Well, we went to Paris for fashion week to experience chic in its birth hole. We forgot to film the show we went to, and effectively used the whole trip as an excuse to get free drinks with good looking people.

Actually that’s not entirely true, we did do some culture, and tried to make the french like us (they didn’t, the english are ‘gauche’). Apparently its quite difficult to get cultured during Paris fashion week anyway, because the queues for the catacombs were hours long, we got rejected from a marionette show in the park, and the only the place that would take us was the Pompidou Centre. Worked out for us anyway, because the stormy weather view over Paris at the top of the escalator gave us a certain je ne sais quoi for the video. Jean Cocteau eat your heart out, and screw you catacombs we didn’t want to see you anyway.

There was also this party in a church where an actual tree with roots was elevated over the dj, and you could only drink sake. You could say God’s house party kicked off, and luckily we’re Kosher so we knew we could behave badly without the worry of the next mornings hail mary’s. We were meant to go to a fashion party after that but again, we got distracted. Ended up at a vast parisian house party surrounded by girls singing and bleeding Cher. Who knew she had such a French following.
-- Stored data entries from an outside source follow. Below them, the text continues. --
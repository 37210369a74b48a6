use std::collections::{BTreeMap, HashSet};

use chrono::{Datelike, NaiveDate, NaiveDateTime, Timelike};
use serde::Serialize;

use crate::date_util::{is_blank, minutes_between, parse_datetime};
use crate::task::NormalizedTask;

/// Most recent day buckets kept by [`build_timeline`].
pub const TIMELINE_DAYS: usize = 30;

/// First and last hour covered by the heatmap, inclusive.
pub const HEATMAP_FIRST_HOUR: u32 = 9;
pub const HEATMAP_LAST_HOUR: u32 = 23;
pub const HEATMAP_HOURS: usize = (HEATMAP_LAST_HOUR - HEATMAP_FIRST_HOUR + 1) as usize;

/// Tasks retained per heatmap cell. Counts are always exact.
pub const HEATMAP_CELL_TASK_LIMIT: usize = 10;

/// Per-day activity rollup.
#[derive(Debug, Clone, PartialEq, Serialize)]
pub struct DayBucket {
    pub date: NaiveDate,
    pub total_tasks: usize,
    /// Tasks with both a start and an end.
    pub completed_tasks: usize,
    /// Work minutes of the completed tasks.
    pub total_time: i64,
}

impl DayBucket {
    fn new(date: NaiveDate) -> Self {
        Self {
            date,
            total_tasks: 0,
            completed_tasks: 0,
            total_time: 0,
        }
    }
}

/// Day a task is filed under on the timeline: creation, else start, else end.
fn timeline_date(task: &NormalizedTask, today: NaiveDate) -> Option<NaiveDate> {
    let raw = &task.raw;
    let source = [&raw.created_at, &raw.started_at, &raw.ended_at]
        .into_iter()
        .map(|v| v.as_deref())
        .find(|v| !is_blank(*v))?;
    parse_datetime(source, raw.creation_date(), today).map(|dt| dt.date())
}

/// Clamped duration, or the raw start-to-end span when clamping left nothing.
fn work_minutes(task: &NormalizedTask, today: NaiveDate) -> i64 {
    if task.duration_minutes > 0 {
        return task.duration_minutes;
    }
    match (task.raw.parsed_start(today), task.raw.parsed_end(today)) {
        (Some(start), Some(end)) => minutes_between(start, end),
        _ => 0,
    }
}

/// Bucket tasks by calendar day and keep the most recent
/// [`TIMELINE_DAYS`] buckets, oldest first.
pub fn build_timeline(tasks: &[NormalizedTask], now: NaiveDateTime) -> Vec<DayBucket> {
    let today = now.date();
    let mut seen = HashSet::new();
    let mut days: BTreeMap<NaiveDate, DayBucket> = BTreeMap::new();

    for task in tasks {
        if !seen.insert(task.id()) {
            continue;
        }
        let Some(date) = timeline_date(task, today) else {
            continue;
        };
        let bucket = days.entry(date).or_insert_with(|| DayBucket::new(date));
        bucket.total_tasks += 1;
        if task.raw.has_start() && task.raw.has_end() {
            bucket.completed_tasks += 1;
            bucket.total_time += work_minutes(task, today);
        }
    }

    let skip = days.len().saturating_sub(TIMELINE_DAYS);
    let timeline: Vec<DayBucket> = days.into_values().skip(skip).collect();
    log::debug!(
        "Timeline: {} days from {} tasks",
        timeline.len(),
        tasks.len()
    );
    timeline
}

/// One weekday/hour slot.
#[derive(Debug, Clone, Default, Serialize)]
pub struct HeatmapCell {
    pub count: usize,
    /// Up to [`HEATMAP_CELL_TASK_LIMIT`] of the tasks counted here.
    pub tasks: Vec<NormalizedTask>,
}

/// Task starts by weekday (Monday first) and hour 9 through 23.
#[derive(Debug, Clone, Serialize)]
pub struct Heatmap {
    pub cells: [[HeatmapCell; HEATMAP_HOURS]; 7],
    pub total: usize,
}

impl Default for Heatmap {
    fn default() -> Self {
        Self {
            cells: std::array::from_fn(|_| std::array::from_fn(|_| HeatmapCell::default())),
            total: 0,
        }
    }
}

impl Heatmap {
    /// Cell for `weekday` (0 = Monday) and clock `hour`, if the hour is covered.
    pub fn cell(&self, weekday: usize, hour: u32) -> Option<&HeatmapCell> {
        let index = hour_index(hour)?;
        self.cells.get(weekday).map(|row| &row[index])
    }

    /// Largest cell count, for scaling.
    pub fn max_count(&self) -> usize {
        self.cells
            .iter()
            .flat_map(|row| row.iter().map(|c| c.count))
            .max()
            .unwrap_or(0)
    }

    fn record(&mut self, at: NaiveDateTime, task: &NormalizedTask) {
        let Some(index) = hour_index(at.hour()) else {
            return;
        };
        let weekday = at.weekday().num_days_from_monday() as usize;
        let cell = &mut self.cells[weekday][index];
        cell.count += 1;
        if cell.tasks.len() < HEATMAP_CELL_TASK_LIMIT {
            cell.tasks.push(task.clone());
        }
        self.total += 1;
    }
}

fn hour_index(hour: u32) -> Option<usize> {
    (HEATMAP_FIRST_HOUR..=HEATMAP_LAST_HOUR)
        .contains(&hour)
        .then(|| (hour - HEATMAP_FIRST_HOUR) as usize)
}

/// Count task starts per weekday and hour. Tasks without a parseable start,
/// or starting outside 9:00–23:59, are left out.
pub fn build_heatmap(tasks: &[NormalizedTask], now: NaiveDateTime) -> Heatmap {
    let today = now.date();
    let mut seen = HashSet::new();
    let mut heatmap = Heatmap::default();

    for task in tasks {
        if !task.raw.has_start() || !seen.insert(task.id()) {
            continue;
        }
        if let Some(start) = task.raw.parsed_start(today) {
            heatmap.record(start, task);
        }
    }

    log::debug!("Heatmap: {} starts placed", heatmap.total);
    heatmap
}
#[cfg(test)]
mod tests {
    use super::*;
    use crate::metrics::aggregate_by_user;
    use crate::task::{normalize, RawTask};

    fn now() -> NaiveDateTime {
        NaiveDateTime::parse_from_str("2025-03-20 12:00:00", "%Y-%m-%d %H:%M:%S").unwrap()
    }

    fn done(id: i64, user: &str) -> RawTask {
        RawTask::new(id, "t", user)
            .created("2025-03-10 08:00:00")
            .started("10:00:00")
            .ended("11:00:00")
    }

    fn open(id: i64, user: &str) -> RawTask {
        RawTask::new(id, "t", user)
            .created("2025-03-10 08:00:00")
            .started("10:00:00")
    }

    fn closed(id: i64, start: &str, end: &str) -> RawTask {
        RawTask::new(id, "t", "a").started(start).ended(end)
    }

    fn stats(raw: &[RawTask]) -> Vec<UserStats> {
        aggregate_by_user(&normalize(raw, now()).assigned)
    }

    fn names(entries: &[LoadEntry]) -> Vec<&str> {
        entries.iter().map(|e| e.username.as_str()).collect()
    }

    #[test]
    fn test_empty_team_is_neutral() {
        let balance = compute_workload_balance(&[]);
        assert_eq!(balance.balance_score, 100);
        assert_eq!(balance.total_active_users, 0);
        assert!(balance.overloaded.is_empty());
        assert!(balance.underloaded.is_empty());
    }

    #[test]
    fn test_overloaded_and_underloaded() {
        // active counts: idle = 0, light = 1, heavy = 5
        let mut raw = vec![done(1, "idle"), open(2, "light")];
        for id in 10..15 {
            raw.push(open(id, "heavy"));
        }
        let balance = compute_workload_balance(&stats(&raw));

        assert_eq!(balance.total_active_users, 3);
        assert_eq!(balance.max_active, 5);
        assert_eq!(balance.min_active, 0);
        assert_eq!(balance.avg_active, 2.0);
        assert_eq!(names(&balance.overloaded), vec!["heavy"]);
        assert_eq!(names(&balance.underloaded), vec!["idle"]);
        // CV of [0, 1, 5] exceeds 1
        assert_eq!(balance.balance_score, 0);
    }

    #[test]
    fn test_sample_tasks_are_capped() {
        let raw: Vec<RawTask> = (1..=8).map(|id| open(id, "busy")).collect();
        let balance = compute_workload_balance(&stats(&raw));
        let entry = &balance.overloaded[0];
        assert_eq!(entry.active_tasks, 8);
        assert_eq!(entry.sample_tasks.len(), SAMPLE_TASK_LIMIT);
    }

    #[test]
    fn test_one_task_spread_scores_85() {
        let raw = vec![open(1, "a"), open(2, "b"), open(3, "b")];
        assert_eq!(compute_workload_balance(&stats(&raw)).balance_score, 85);
    }

    #[test]
    fn test_equal_load_scores_100() {
        let raw = vec![open(1, "a"), open(2, "b")];
        assert_eq!(compute_workload_balance(&stats(&raw)).balance_score, 100);
    }

    #[test]
    fn test_falls_back_to_completed_counts() {
        // nobody has work in progress; completed 4 vs 1
        let mut raw: Vec<RawTask> = (1..=4).map(|id| done(id, "a")).collect();
        raw.push(done(5, "b"));
        let balance = compute_workload_balance(&stats(&raw));
        assert_eq!(balance.max_active, 0);
        assert_eq!(balance.balance_score, 25);
    }

    #[test]
    fn test_single_user_is_balanced() {
        let raw: Vec<RawTask> = (1..=4).map(|id| open(id, "solo")).collect();
        let balance = compute_workload_balance(&stats(&raw));
        assert_eq!(balance.balance_score, 100);
        assert_eq!(balance.overloaded.len(), 1);
    }

    #[test]
    fn test_forecast_user_utilization() {
        // 6 current tasks at the 120 minute fallback against a capacity of 5
        let raw: Vec<RawTask> = (1..=6).map(|id| open(id, "a")).collect();
        let forecast = forecast_workload(&stats(&raw), &[], now());
        let user = &forecast.users[0];
        assert_eq!(user.current_tasks, 6);
        assert_eq!(user.estimated_hours, 12.0);
        assert_eq!(user.weekly_capacity, 5);
        assert_eq!(user.weekly_hours, 10.0);
        assert_eq!(user.utilization_pct, 120);
        assert_eq!(user.risk_level, RiskLevel::High);
        assert_eq!(forecast.high_risk, vec!["a"]);
        assert_eq!(forecast.excess_load, 1);
        assert_eq!(forecast.available_capacity, 0);
        assert!(!forecast.can_rebalance);
    }

    #[test]
    fn test_forecast_sorted_by_utilization() {
        let mut raw = vec![open(1, "light"), done(2, "idle")];
        for id in 10..15 {
            raw.push(open(id, "heavy"));
        }
        let forecast = forecast_workload(&stats(&raw), &[], now());
        let names: Vec<&str> = forecast.users.iter().map(|u| u.username.as_str()).collect();
        assert_eq!(names, vec!["heavy", "light", "idle"]);
        assert_eq!(forecast.users[0].risk_level, RiskLevel::Medium);
        // idle has 5 free slots, light has 4
        assert_eq!(forecast.available_capacity, 9);
        assert!(forecast.can_rebalance);
    }

    #[test]
    fn test_forecast_velocity_and_completion() {
        let raw = vec![
            closed(1, "2025-03-18 10:00:00", "2025-03-18 11:00:00"),
            closed(2, "2025-03-17 10:00:00", "2025-03-17 11:00:00"),
            closed(3, "2025-03-10 10:00:00", "2025-03-10 11:00:00"),
            closed(4, "2025-03-01 10:00:00", "2025-03-01 11:00:00"),
            RawTask::new(5, "t", "a").started("2025-03-19 10:00:00"),
            RawTask::new(6, "t", "a").started("2025-03-19 11:00:00"),
            RawTask::new(7, "t", "a").started("2025-03-19 12:00:00"),
        ];
        let normalized = normalize(&raw, now());
        let user_stats = aggregate_by_user(&normalized.assigned);
        let forecast = forecast_workload(&user_stats, &normalized.all(), now());

        assert_eq!(forecast.completed_last_week, 2);
        assert_eq!(forecast.completed_week_before, 1);
        assert_eq!(forecast.velocity_change_pct, 100);
        assert_eq!(forecast.velocity_direction, TrendDirection::Up);
        assert_eq!(forecast.total_current_tasks, 3);
        // 3 current / max(1, 1.5)
        assert_eq!(forecast.weeks_to_complete, 2);
        assert_eq!(
            forecast.estimated_completion,
            NaiveDate::from_ymd_opt(2025, 4, 3)
        );
    }

    #[test]
    fn test_forecast_without_current_work() {
        let forecast = forecast_workload(&stats(&[done(1, "a")]), &[], now());
        assert_eq!(forecast.weeks_to_complete, 0);
        assert!(forecast.estimated_completion.is_none());
        assert_eq!(forecast.velocity_direction, TrendDirection::Stable);
    }
}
The next day we photobombed our way through montmatre and face planted into crepes, before joining forces with the rest of the unemployed contingent and finding the eiffel towers’ dwarf cousin. It then started raining, so obviously that meant we were incapable of making any of the rest of our appointments, and instead ate soggy croissants before heading to another party. They were still delicious for the record. Ended up in a sex club with 52 rooms. I don’t recommend touching anything anywhere in that club ever/ take hand sanitiser. Thank you to our friends at Marfa for providing the swings and whips though.

Woke up feeling used and abused by Paris, but in a good way. Got a really shitty air bnb review but everyone knows the french have it in for the English anyway. I think this relationship is always going to be unrequited love. Made it onto the Eurostar in time for a light refreshment. Paris, we’ll be back.